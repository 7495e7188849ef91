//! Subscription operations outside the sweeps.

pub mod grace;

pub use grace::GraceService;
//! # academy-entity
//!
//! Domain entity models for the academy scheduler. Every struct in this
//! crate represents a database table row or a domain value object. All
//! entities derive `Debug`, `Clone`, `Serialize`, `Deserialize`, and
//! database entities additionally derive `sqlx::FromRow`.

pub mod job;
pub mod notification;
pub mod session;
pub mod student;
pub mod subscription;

+++

## YOUR GOAL
Read through the listing and copy each line in which the word "derive" occurs.

## ANSWER SECTION
//! entities derive `Debug`, `Clone`, `Serialize`, `Deserialize`, and
//! database entities additionally derive `sqlx::FromRow`.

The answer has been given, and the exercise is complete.